Exercise directions
From the entries, copy each line that includes "CompletionRequest".

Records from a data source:
--- --- ---
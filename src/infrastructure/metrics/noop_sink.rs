use async_trait::async_trait;

use crate::application::ports::{MetricDatum, MetricsError, MetricsSink};

/// Used when metric publishing is disabled or no AWS account is configured.
pub struct NoopMetricsSink;

#[async_trait]
impl MetricsSink for NoopMetricsSink {
    async fn publish(&self, namespace: &str, data: &[MetricDatum]) -> Result<(), MetricsError> {
        tracing::trace!(namespace = %namespace, count = data.len(), "Metrics discarded");
        Ok(())
    }
}
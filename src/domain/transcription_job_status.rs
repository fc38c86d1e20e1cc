use std::fmt;
use std::str::FromStr;

#[derive(Debug, Clone, Copy, PartialEq, Eq, Hash)]
pub enum TranscriptionJobStatus {
    Queued,
    InProgress,
    Completed,
    Failed,
}

impl TranscriptionJobStatus {
    pub fn as_str(&self) -> &'static str {
        match self {
            TranscriptionJobStatus::Queued => "QUEUED",
            TranscriptionJobStatus::InProgress => "IN_PROGRESS",
            TranscriptionJobStatus::Completed => "COMPLETED",
            TranscriptionJobStatus::Failed => "FAILED",
        }
    }

    pub fn is_terminal(&self) -> bool {
        matches!(
            self,
            TranscriptionJobStatus::Completed | TranscriptionJobStatus::Failed
        )
    }
}

impl FromStr for TranscriptionJobStatus {
    type Err = String;

    fn from_str(s: &str) -> Result<Self, Self::Err> {
        match s {
            "QUEUED" => Ok(TranscriptionJobStatus::Queued),
            "IN_PROGRESS" => Ok(TranscriptionJobStatus::InProgress),
            "COMPLETED" => Ok(TranscriptionJobStatus::Completed),
            "FAILED" => Ok(TranscriptionJobStatus::Failed),
            _ => Err(format!("Invalid transcription job status: {}", s)),
        }
    }
}

impl fmt::Display for TranscriptionJobStatus {
    fn fmt(&self, f: &mut fmt::Formatter<'_>) -> fmt::Result {
        write!(f, "{}", self.as_str())
    }
}
use serde::Deserialize;

/// Published on-demand unit prices (USD) used for per-request cost estimates.
#[derive(Debug, Clone, PartialEq, Deserialize)]
#[serde(default)]
pub struct PriceTable {
    pub compute_per_gb_second: f64,
    pub compute_memory_gb: f64,
    pub transcribe_per_minute: f64,
    pub transcribe_minimum_minutes: f64,
    /// Bitrate assumed when converting object size into audio duration.
    pub audio_bytes_per_minute: f64,
    pub llm_input_per_1k_tokens: f64,
    pub llm_output_per_1k_tokens: f64,
    pub storage_per_request: f64,
    pub storage_requests: u32,
    pub gateway_per_request: f64,
}

impl Default for PriceTable {
    fn default() -> Self {
        Self {
            compute_per_gb_second: 0.000_016_666_7,
            compute_memory_gb: 1.0,
            transcribe_per_minute: 0.024,
            transcribe_minimum_minutes: 0.25,
            audio_bytes_per_minute: 960_000.0,
            llm_input_per_1k_tokens: 0.003,
            llm_output_per_1k_tokens: 0.015,
            storage_per_request: 0.000_000_4,
            storage_requests: 2,
            gateway_per_request: 0.000_003_5,
        }
    }
}

impl PriceTable {
    pub fn audio_minutes(&self, file_size_bytes: u64) -> f64 {
        if self.audio_bytes_per_minute <= 0.0 {
            return self.transcribe_minimum_minutes;
        }
        (file_size_bytes as f64 / self.audio_bytes_per_minute).max(self.transcribe_minimum_minutes)
    }

    pub fn llm_cost(&self, input_tokens: u64, output_tokens: u64) -> f64 {
        (input_tokens as f64 / 1000.0) * self.llm_input_per_1k_tokens
            + (output_tokens as f64 / 1000.0) * self.llm_output_per_1k_tokens
    }
}
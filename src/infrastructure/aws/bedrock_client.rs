use async_trait::async_trait;
use aws_sdk_bedrockruntime::error::{DisplayErrorContext, SdkError};
use aws_sdk_bedrockruntime::operation::converse::ConverseError;
use aws_sdk_bedrockruntime::types::{
    ContentBlock, ConversationRole, InferenceConfiguration, Message,
};

use crate::application::ports::{Completion, CompletionRequest, LlmClient, LlmClientError};
use crate::domain::TokenUsage;

pub const DEFAULT_MODEL_ID: &str = "anthropic.claude-3-sonnet-20240229-v1:0";

/// Text generation through the Bedrock Converse API.
pub struct BedrockLlmClient {
    client: aws_sdk_bedrockruntime::Client,
    model_id: String,
}

impl BedrockLlmClient {
    pub fn new(client: aws_sdk_bedrockruntime::Client, model_id: impl Into<String>) -> Self {
        Self {
            client,
            model_id: model_id.into(),
        }
    }
}

#[async_trait]
impl LlmClient for BedrockLlmClient {
    async fn complete(&self, request: &CompletionRequest) -> Result<Completion, LlmClientError> {
        let message = Message::builder()
            .role(ConversationRole::User)
            .content(ContentBlock::Text(request.prompt.clone()))
            .build()
            .map_err(|e| LlmClientError::ApiRequestFailed(format!("build message: {}", e)))?;

        let inference = InferenceConfiguration::builder()
            .temperature(request.temperature)
            .max_tokens(i32::try_from(request.max_tokens).unwrap_or(i32::MAX))
            .build();

        tracing::debug!(model = %self.model_id, "Invoking Bedrock model");

        let response = self
            .client
            .converse()
            .model_id(&self.model_id)
            .messages(message)
            .inference_config(inference)
            .send()
            .await
            .map_err(map_converse_error)?;

        let text = response
            .output()
            .and_then(|output| output.as_message().ok())
            .map(|message| {
                message
                    .content()
                    .iter()
                    .filter_map(|block| block.as_text().ok())
                    .map(String::as_str)
                    .collect::<Vec<_>>()
                    .join("")
            })
            .ok_or_else(|| {
                LlmClientError::InvalidResponse("converse output carried no message".into())
            })?;

        let usage = response.usage().map(|u| TokenUsage {
            input_tokens: u64::try_from(u.input_tokens()).unwrap_or(0),
            output_tokens: u64::try_from(u.output_tokens()).unwrap_or(0),
        });

        Ok(Completion { text, usage })
    }

    fn model_id(&self) -> &str {
        &self.model_id
    }
}

fn map_converse_error(error: SdkError<ConverseError>) -> LlmClientError {
    match error.as_service_error() {
        Some(ConverseError::ThrottlingException(_)) => LlmClientError::RateLimited,
        _ => LlmClientError::ApiRequestFailed(DisplayErrorContext(&error).to_string()),
    }
}
use serde_json::Value;

use super::PipelineError;
use crate::domain::AudioObject;

pub const BUCKET_FIELD: &str = "bucket_name";
pub const OBJECT_FIELD: &str = "object_name";

/// Extracts the audio reference from a raw request body.
///
/// An empty body is treated as `{}`, so it fails on the missing fields rather
/// than on JSON syntax.
pub fn validate_request(body: &[u8]) -> Result<AudioObject, PipelineError> {
    let value: Value = if body.iter().all(u8::is_ascii_whitespace) {
        Value::Object(Default::default())
    } else {
        serde_json::from_slice(body).map_err(|e| PipelineError::InvalidBody(e.to_string()))?
    };

    let bucket = non_empty_str(&value, BUCKET_FIELD);
    let key = non_empty_str(&value, OBJECT_FIELD);

    match (bucket, key) {
        (Some(bucket), Some(key)) => Ok(AudioObject::new(bucket, key)),
        (bucket, key) => {
            let mut missing = Vec::new();
            if bucket.is_none() {
                missing.push(BUCKET_FIELD);
            }
            if key.is_none() {
                missing.push(OBJECT_FIELD);
            }
            Err(PipelineError::MissingParameter(missing))
        }
    }
}

fn non_empty_str<'a>(value: &'a Value, field: &str) -> Option<&'a str> {
    value
        .get(field)
        .and_then(Value::as_str)
        .filter(|s| !s.trim().is_empty())
}

#[cfg(test)]
mod tests {
    use super::*;

    #[test]
    fn whitespace_body_counts_as_empty_object() {
        let err = validate_request(b"  \n").unwrap_err();
        assert!(matches!(err, PipelineError::MissingParameter(ref m) if m.len() == 2));
    }

    #[test]
    fn non_string_field_counts_as_missing() {
        let err = validate_request(br#"{"bucket_name": 7, "object_name": "a.mp3"}"#).unwrap_err();
        assert!(matches!(err, PipelineError::MissingParameter(ref m) if m == &vec![BUCKET_FIELD]));
    }
}
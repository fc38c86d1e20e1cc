use std::sync::Arc;

use super::PipelineError;
use crate::application::ports::AudioStore;
use crate::domain::AudioObject;

/// Pre-flight guard: a freshly uploaded object may not yet be visible to the
/// transcription service, so its metadata is checked once before any job starts.
pub struct ExistenceChecker {
    store: Arc<dyn AudioStore>,
}

impl ExistenceChecker {
    pub fn new(store: Arc<dyn AudioStore>) -> Self {
        Self { store }
    }

    /// Returns the object size in bytes.
    pub async fn check(&self, object: &AudioObject) -> Result<u64, PipelineError> {
        tracing::info!(object = %object, "Verifying audio object exists");

        match self.store.head(object).await {
            Ok(size) => {
                tracing::info!(object = %object, size_bytes = size, "Audio object is reachable");
                Ok(size)
            }
            Err(source) => {
                tracing::warn!(object = %object, error = %source, "Audio object lookup failed");
                Err(PipelineError::ObjectUnavailable {
                    object: object.clone(),
                    source,
                })
            }
        }
    }
}
use async_trait::async_trait;
use aws_sdk_transcribe::error::DisplayErrorContext;
use aws_sdk_transcribe::types::{
    LanguageCode as AwsLanguageCode, Media, MediaFormat as AwsMediaFormat,
};

use crate::application::ports::{JobStatusReport, TranscriptionError, TranscriptionService};
use crate::domain::{TranscriptionJob, TranscriptionJobId, TranscriptionJobStatus};

/// Amazon Transcribe batch jobs.
pub struct AwsTranscribeService {
    client: aws_sdk_transcribe::Client,
}

impl AwsTranscribeService {
    pub fn new(client: aws_sdk_transcribe::Client) -> Self {
        Self { client }
    }
}

#[async_trait]
impl TranscriptionService for AwsTranscribeService {
    async fn start_job(&self, job: &TranscriptionJob) -> Result<(), TranscriptionError> {
        self.client
            .start_transcription_job()
            .transcription_job_name(job.id.as_str())
            .media(Media::builder().media_file_uri(&job.media_uri).build())
            .media_format(AwsMediaFormat::from(job.media_format.as_str()))
            .language_code(AwsLanguageCode::from(job.language_code.as_str()))
            .send()
            .await
            .map_err(|e| TranscriptionError::ApiRequestFailed(DisplayErrorContext(&e).to_string()))?;

        Ok(())
    }

    async fn job_status(
        &self,
        id: &TranscriptionJobId,
    ) -> Result<JobStatusReport, TranscriptionError> {
        let response = self
            .client
            .get_transcription_job()
            .transcription_job_name(id.as_str())
            .send()
            .await
            .map_err(|e| TranscriptionError::ApiRequestFailed(DisplayErrorContext(&e).to_string()))?;

        let job = response
            .transcription_job()
            .ok_or_else(|| TranscriptionError::InvalidResponse("no job in response".into()))?;

        let status = job
            .transcription_job_status()
            .ok_or_else(|| TranscriptionError::InvalidResponse("job has no status".into()))?
            .as_str()
            .parse::<TranscriptionJobStatus>()
            .map_err(TranscriptionError::InvalidResponse)?;

        Ok(JobStatusReport {
            status,
            transcript_url: job
                .transcript()
                .and_then(|t| t.transcript_file_uri())
                .map(str::to_string),
            failure_reason: job.failure_reason().map(str::to_string),
        })
    }
}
--- --- ---
Exercise result
use crate::application::ports::{Completion, CompletionRequest, LlmClient, LlmClientError};
    async fn complete(&self, request: &CompletionRequest) -> Result<Completion, LlmClientError> {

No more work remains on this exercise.